Central bank officials say this shows why it was necessary to have a quiet civil servant rather than someone who would compete with a man like Tietmeyer in the power game. “If you have someone who is so dominant that he dominates the national central banks, that is a minus,” says one. “You have to be able to try and converge the personalities into a common viewpoint.”

As spokesman, he has arguably done an even better job. Once the Exchange Rate Mechanism collapsed in August 1993 and its trading bands were widened to allow currencies to float in all but name, central bankers were keen to stop any attempt by politicians to try to narrow them again. In the months that followed, most central banks chose not to use their new room for manoeuvre and aggressively cut interest rates. They opted to maintain currency stability, even without formally tight bands. The central banks of the deutschemark bloc liked this. It meant a continued commitment to currency and price stability, without the inconvenience of having to spend vast amounts of cash in support of weak currencies.

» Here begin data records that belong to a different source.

impl GhHttp {
    pub fn new(token: String, retry: RetryPolicy) -> anyhow::Result<Self> {
        if token.is_empty() {
            anyhow::bail!("no GitHub token found: set GH_TOKEN or GITHUB_TOKEN");
        }
        let client = Client::builder()
            .user_agent(concat!("sdlc-orch/", env!("CARGO_PKG_VERSION")))
            .pool_max_idle_per_host(4)
            .timeout(Duration::from_secs(30))
            .build()?;

        Ok(Self {
            client,
            token,
            retry,
            rate: Arc::new(Mutex::new(RateLimit::new(retry.base, retry.max))),
        })
    }

    // ── Rate-limit helpers ───────────────────────────────────────

    fn check_backoff(&self) -> anyhow::Result<()> {
        let active = self.rate.lock().ok().and_then(|rl| rl.is_active());
        if let Some(remaining) = active {
            anyhow::bail!(
                "GitHub API rate-limited, backoff active for {}s",
                remaining.as_secs()
            );
        }
        Ok(())
    }

    fn record(&self, status: StatusCode, headers: &header::HeaderMap, body: Option<&str>) {
        let Ok(mut rl) = self.rate.lock() else {
            return;
        };
        rl.update_from_headers(headers);
        // Not every 403 is a rate limit; only those whose body says so
        let limited = status == StatusCode::TOO_MANY_REQUESTS
            || (status == StatusCode::FORBIDDEN && body.is_some_and(is_rate_limit_error));
        if limited {
            rl.record_rate_limit();
        } else if status.is_success() {
            rl.record_success();
        }
    }

    // ── Low-level HTTP helpers ────────────────────────────────────

    /// One attempt: send, record rate-limit state, fail on non-2xx.
    async fn send_once(
        &self,
        method: Method,
        url: &str,
        query: &[(&str, &str)],
        body: Option<&serde_json::Value>,
        accept: &str,
    ) -> anyhow::Result<Page> {
        self.check_backoff()?;
        let mut req = self
            .client
            .request(method.clone(), url)
            .query(query)
            .header(header::AUTHORIZATION, format!("Bearer {}", self.token))
            .header(header::ACCEPT, accept)
            .header("X-GitHub-Api-Version", "2022-11-28");
        if let Some(json) = body {
            req = req.json(json);
        }
        let resp = req.send().await?;
        let status = resp.status();
        let headers = resp.headers().clone();
        let text = resp.text().await.unwrap_or_default();
        self.record(status, &headers, Some(&text));
        if !status.is_success() {
            anyhow::bail!("GitHub API {method} {url} failed ({status}): {text}");
        }
        Ok(Page {
            text,
            next: parse_link_next(&headers),
        })
    }

    /// Send with local retries for transient failures.
    async fn send(
        &self,
        method: Method,
        url: &str,
        query: &[(&str, &str)],
        body: Option<&serde_json::Value>,
        accept: &str,
    ) -> anyhow::Result<Page> {
        let what = format!("{method} {url}");
        let this = self;
        self.retry
            .run(&what, is_transient, move || {
                this.send_once(method.clone(), url, query, body, accept)
            })
            .await
    }

    async fn get_json<T: serde::de::DeserializeOwned>(
        &self,
        url: &str,
        query: &[(&str, &str)],
    ) -> anyhow::Result<T> {
        let page = self.send(Method::GET, url, query, None, ACCEPT_JSON).await?;
        Ok(serde_json::from_str(&page.text)?)
    }

    async fn post_json<T: serde::de::DeserializeOwned>(
        &self,
        url: &str,
        body: &serde_json::Value,
    ) -> anyhow::Result<T> {
        let page = self.send(Method::POST, url, &[], Some(body), ACCEPT_JSON).await?;
        Ok(serde_json::from_str(&page.text)?)
    }

    /// Paginated GET following Link: <next> headers.
    async fn get_all_pages<T: serde::de::DeserializeOwned>(
        &self,
        url: &str,
        query: &[(&str, &str)],
    ) -> anyhow::Result<Vec<T>> {
        let mut all: Vec<T> = Vec::new();
        let mut page = self.send(Method::GET, url, query, None, ACCEPT_JSON).await?;
        loop {
            let items: Vec<T> = serde_json::from_str(&page.text)?;
            all.extend(items);
            match page.next.take() {
                // The next link already carries the query string
                Some(next) => page = self.send(Method::GET, &next, &[], None, ACCEPT_JSON).await?,
                None => break,
            }
        }
        Ok(all)
    }

    // ── Endpoints ────────────────────────────────────────────────

    /// Verify the token by fetching the authenticated user.
    pub async fn auth_status(&self) -> anyhow::Result<()> {
        let _: serde_json::Value = self.get_json(&format!("{GITHUB_API}/user"), &[]).await?;
        Ok(())
    }

    pub async fn get_repo(&self, repo: &str) -> anyhow::Result<GitHubRepo> {
        self.get_json(&format!("{GITHUB_API}/repos/{repo}"), &[]).await
    }

    pub async fn get_issue(&self, repo: &str, number: u64) -> anyhow::Result<GitHubIssue> {
        self.get_json(&format!("{GITHUB_API}/repos/{repo}/issues/{number}"), &[])
            .await
    }

    /// Open issues and PRs updated since `since`, oldest update first.
    pub async fn list_open_issues(
        &self,
        repo: &str,
        since: DateTime<Utc>,
    ) -> anyhow::Result<Vec<GitHubIssue>> {
        let since = since.to_rfc3339_opts(SecondsFormat::Secs, true);
        self.get_all_pages(
            &format!("{GITHUB_API}/repos/{repo}/issues"),
            &[
                ("state", "open"),
                ("since", &since),
                ("sort", "updated"),
                ("direction", "asc"),
                ("per_page", "100"),
            ],
        )
        .await
    }

    pub async fn list_open_pulls(&self, repo: &str) -> anyhow::Result<Vec<GitHubPullRequest>> {
        self.get_all_pages(
            &format!("{GITHUB_API}/repos/{repo}/pulls"),
            &[
                ("state", "open"),
                ("sort", "updated"),
                ("direction", "desc"),
                ("per_page", "100"),
            ],
        )
        .await
    }

    /// Open PRs whose head is `owner:branch`.
    pub async fn find_open_pulls_for_branch(
        &self,
        repo: &str,
        branch: &str,
    ) -> anyhow::Result<Vec<GitHubPullRequest>> {
        let owner = repo.split('/').next().unwrap_or(repo);
        let head = format!("{owner}:{branch}");
        self.get_json(
            &format!("{GITHUB_API}/repos/{repo}/pulls"),
            &[("state", "open"), ("head", &head)],
        )
        .await
    }

    /// Repository-wide issue and PR comments created since `since`.
    pub async fn list_comments_since(
        &self,
        repo: &str,
        since: DateTime<Utc>,
    ) -> anyhow::Result<Vec<GitHubComment>> {
        let since = since.to_rfc3339_opts(SecondsFormat::Secs, true);
        self.get_all_pages(
            &format!("{GITHUB_API}/repos/{repo}/issues/comments"),
            &[
                ("since", &since),
                ("sort", "created"),
                ("direction", "asc"),
                ("per_page", "100"),
            ],
        )
        .await
    }

    pub async fn list_comments(
        &self,
        repo: &str,
        number: u64,
    ) -> anyhow::Result<Vec<GitHubComment>> {
        self.get_all_pages(
            &format!("{GITHUB_API}/repos/{repo}/issues/{number}/comments"),
            &[("per_page", "100")],
        )
        .await
    }

    pub async fn get_labels(&self, repo: &str, number: u64) -> anyhow::Result<Vec<GitHubLabel>> {
        self.get_all_pages(
            &format!("{GITHUB_API}/repos/{repo}/issues/{number}/labels"),
            &[("per_page", "100")],
        )
        .await
    }

    pub async fn add_labels(&self, repo: &str, number: u64, labels: &[&str]) -> anyhow::Result<()> {
        let _: Vec<GitHubLabel> = self
            .post_json(
                &format!("{GITHUB_API}/repos/{repo}/issues/{number}/labels"),
                &serde_json::json!({ "labels": labels }),
            )
            .await?;
        Ok(())
    }

    /// Remove a label; 404 (label not present) is treated as success.
    pub async fn remove_label(&self, repo: &str, number: u64, label: &str) -> anyhow::Result<()> {
        let url = format!(
            "{GITHUB_API}/repos/{repo}/issues/{number}/labels/{}",
            urlencoding::encode(label)
        );
        match self.send(Method::DELETE, &url, &[], None, ACCEPT_JSON).await {
            Ok(_) => Ok(()),
            Err(e) if e.to_string().contains("(404") => Ok(()),
            Err(e) => Err(e),
        }
    }

    pub async fn add_comment(&self, repo: &str, number: u64, body: &str) -> anyhow::Result<()> {
        let _: serde_json::Value = self
            .post_json(
                &format!("{GITHUB_API}/repos/{repo}/issues/{number}/comments"),
                &serde_json::json!({ "body": body }),
            )
            .await?;
        Ok(())
    }

    pub async fn create_review(
        &self,
        repo: &str,
        pr: u64,
        event: &str,
        body: &str,
    ) -> anyhow::Result<()> {
        let _: serde_json::Value = self
            .post_json(
                &format!("{GITHUB_API}/repos/{repo}/pulls/{pr}/reviews"),
                &serde_json::json!({ "event": event, "body": body }),
            )
            .await?;
        Ok(())
    }

    pub async fn get_check_runs(&self, repo: &str, sha: &str) -> anyhow::Result<GitHubCheckRuns> {
        self.get_json(
            &format!("{GITHUB_API}/repos/{repo}/commits/{sha}/check-runs"),
            &[("per_page", "100")],
        )
        .await
    }

    pub async fn create_pull(
        &self,
        repo: &str,
        head: &str,
        base: &str,
        title: &str,
        body: &str,
    ) -> anyhow::Result<GitHubPullRequest> {
        self.post_json(
            &format!("{GITHUB_API}/repos/{repo}/pulls"),
            &serde_json::json!({ "head": head, "base": base, "title": title, "body": body }),
        )
        .await
    }

    pub async fn update_pull(
        &self,
        repo: &str,
        pr: u64,
        title: &str,
        body: &str,
    ) -> anyhow::Result<GitHubPullRequest> {
        let page = self
            .send(
                Method::PATCH,
                &format!("{GITHUB_API}/repos/{repo}/pulls/{pr}"),
                &[],
                Some(&serde_json::json!({ "title": title, "body": body })),
                ACCEPT_JSON,
            )
            .await?;
        Ok(serde_json::from_str(&page.text)?)
    }

    pub async fn get_pull_diff(&self, repo: &str, pr: u64) -> anyhow::Result<String> {
        let page = self
            .send(
                Method::GET,
                &format!("{GITHUB_API}/repos/{repo}/pulls/{pr}"),
                &[],
                None,
                ACCEPT_DIFF,
            )
            .await?;
        Ok(page.text)
    }
}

Lamfalussy was the first to say clearly to the European Parliament that “Humpty Dumpty” should not be put back together again. His hearings at Parliament's monetary sub-committee are exercises in clarity and unusual candour. Even MEPs who don't like what he says cannot deny his skill in advocacy. He is helped by his intellectual confidence and his support for the idea of a single currency. “He's totally convinced of it,” says a colleague. “But while he knows all the advantages, he knows the risks. He has an inner conviction, but he's no propagandist.”

The man who is steering the EMI towards monetary union is also the man plotting its demise. The institute will be folded into the European Central Bank when it begins work as early as 1998. But will Lamfalussy still be there? His term ends in January 1997. “Who knows if he'll stay,” says a colleague. “He will be 67 next year, but the job will be only half over.”